Anhand der Sprachenpolitik der EU diskutierten die Sprachforscherin Eva Vetter und die Germanistin İnci Dirim das Thema Mehrsprachigkeit. Die EU vertrete eine additive Vorstellung von Mehrsprachigkeit, die sich in der Formel „mother tongue + 2“ (Muttersprache + 2) ausdrücke. Aktuell gehe die Wissenschaft jedoch davon aus, dass Mehrsprachigkeit als „Gesamtheit eines sprachlichen Repertoires“ zu sehen sei, das Bestandteile verschiedener Sprachen enthalten könne. Die abgegrenzten Einzelsprachen, welche die EU meint, würden zudem nicht gleichmäßig wertgeschätzt. Dies gehe auf die Kolonialzeit zurück, in der Personengruppen neben der Hautfarbe auch nach Sprachen hierarchisiert worden seien. Spuren dieser heute nicht mehr vertretbaren Denktradition seien geblieben und führten dazu, dass viele Migrationssprachen heute marginalisiert würden, besonders im Bildungssystem. (medienportal.univie.ac.at)

 

Du ***

Die Bundeszentrale für politische Bildung veranstaltet einen Wettbewerb zum Thema „Verrohte Sprache – verrohte Menschen“. Wie die Osnabrücker Zeitung berichtet, beteiligte sich auch eine neunte Klasse der Osnabrücker Schule an der Rolandsmauer.

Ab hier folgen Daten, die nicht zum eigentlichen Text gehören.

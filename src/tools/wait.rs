use crate::error::Result;
use crate::tools::{Tool, ToolContext, ToolResult};
use schemars::JsonSchema;
use serde::{Deserialize, Serialize};
use std::time::{Duration, Instant};

const POLL_INTERVAL: Duration = Duration::from_millis(250);

/// What the page has to show before the wait is over
#[derive(Debug, Clone, Serialize, Deserialize, JsonSchema, PartialEq, Eq)]
#[serde(untagged)]
pub enum WaitCondition {
    /// An element matching the selector exists
    Element {
        /// CSS selector, or XPath prefixed with `xpath=`
        selector: String,
    },
    /// The current URL contains the fragment
    UrlContains {
        url_contains: String,
    },
    /// The current URL no longer contains the fragment
    UrlLacks {
        url_lacks: String,
    },
}

impl WaitCondition {
    /// Evaluate a URL condition; `None` for element conditions
    pub fn url_satisfied(&self, url: &str) -> Option<bool> {
        match self {
            WaitCondition::Element { .. } => None,
            WaitCondition::UrlContains { url_contains } => Some(url.contains(url_contains.as_str())),
            WaitCondition::UrlLacks { url_lacks } => Some(!url.contains(url_lacks.as_str())),
        }
    }
}

#[derive(Debug, Clone, Serialize, Deserialize, JsonSchema)]
pub struct WaitForParams {
    #[serde(flatten)]
    pub condition: WaitCondition,

    /// Give up after this many milliseconds (default: 15000)
    #[serde(default = "default_timeout_ms")]
    pub timeout_ms: u64,
}

fn default_timeout_ms() -> u64 {
    15_000
}

/// Tool that blocks until a page signal appears.
///
/// A timeout is reported as a failed [`ToolResult`], not as an error, so callers
/// decide what a missing signal means.
#[derive(Default)]
pub struct WaitForTool;

impl Tool for WaitForTool {
    type Params = WaitForParams;

    fn name(&self) -> &str {
        "wait_for"
    }

    fn execute_typed(&self, params: WaitForParams, context: &mut ToolContext) -> Result<ToolResult> {
        let timeout = Duration::from_millis(params.timeout_ms);

        if let WaitCondition::Element { selector } = &params.condition {
            return Ok(match context.session.wait_for_element(selector, timeout) {
                Ok(_) => ToolResult::success_with(serde_json::json!({ "selector": selector })),
                Err(e) => ToolResult::failure(e.to_string()),
            });
        }

        let started = Instant::now();
        loop {
            let url = context.session.current_url();
            if params.condition.url_satisfied(&url).unwrap_or(false) {
                return Ok(ToolResult::success_with(serde_json::json!({
                    "url": url,
                    "waited_ms": started.elapsed().as_millis() as u64
                })));
            }
            if started.elapsed() >= timeout {
                return Ok(ToolResult::failure(format!(
                    "Condition {:?} not met after {}ms (last url: {})",
                    params.condition, params.timeout_ms, url
                )));
            }
            std::thread::sleep(POLL_INTERVAL);
        }
    }
}

#[cfg(test)]
mod tests {
    use super::*;

    #[test]
    fn test_wait_params_element() {
        let params: WaitForParams = serde_json::from_value(serde_json::json!({"selector": ".account-menu"})).unwrap();
        assert_eq!(params.condition, WaitCondition::Element { selector: ".account-menu".to_string() });
        assert_eq!(params.timeout_ms, 15_000);
    }

    #[test]
    fn test_wait_params_url_lacks() {
        let params: WaitForParams =
            serde_json::from_value(serde_json::json!({"url_lacks": "/user/login", "timeout_ms": 500})).unwrap();
        assert_eq!(params.condition, WaitCondition::UrlLacks { url_lacks: "/user/login".to_string() });
        assert_eq!(params.timeout_ms, 500);
    }

    #[test]
    fn test_url_conditions() {
        let lacks = WaitCondition::UrlLacks { url_lacks: "/user/login".to_string() };
        assert_eq!(lacks.url_satisfied("https://lib.example/user/login"), Some(false));
        assert_eq!(lacks.url_satisfied("https://lib.example/user/dashboard"), Some(true));

        let contains = WaitCondition::UrlContains { url_contains: "dashboard".to_string() };
        assert_eq!(contains.url_satisfied("https://lib.example/user/dashboard"), Some(true));

        let element = WaitCondition::Element { selector: "#x".to_string() };
        assert_eq!(element.url_satisfied("https://lib.example"), None);
    }
}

Die Schüler befassten sich für ihren Wettbewerbsbeitrag mit dem Thema Beleidigungen und produzierten einen Kurzfilm. Der Wettbewerb regte dabei vielfältige Reflexionen an, zum Beispiel über ernst gemeinte und witzige Beleidigungen, über die Verletzlichkeit durch Worte und über die Hemmschwelle, Beleidigungen vor einer Autoritätsperson wie einem Lehrer auszusprechen. (noz.de)

 

2. Unser Deutsch

AKK

So lässt sich die neue Vorsitzende der CDU gerne nennen, eine Abkürzung nach den Anfangsbuchstaben ihres vollständigen Namens Annegret Kramp-Karrenbauer. So häufig und selbstverständlich solche Abkürzungen bei Namen von Parteien (SPD, FDP), von Fussballclubs (FCN) Universitäten (LMU, FAU) oder Gesetzen (GG) sind, bei Personen tauchen sie eher selten und nur umgangssprachlich auf, teils liebevoll, teils spöttisch – eben ein Ersatz für den langen, den umständlichen Namen. Manch langer Vornamen wird so vereinfacht wie zum Beispiel Hans-Joachim zu Hajo, August-Wilhelm zu Auwi. In den USA werden Namen häufiger gekürzt wie beim legendären JFK (John Fitzgerald Kennedy).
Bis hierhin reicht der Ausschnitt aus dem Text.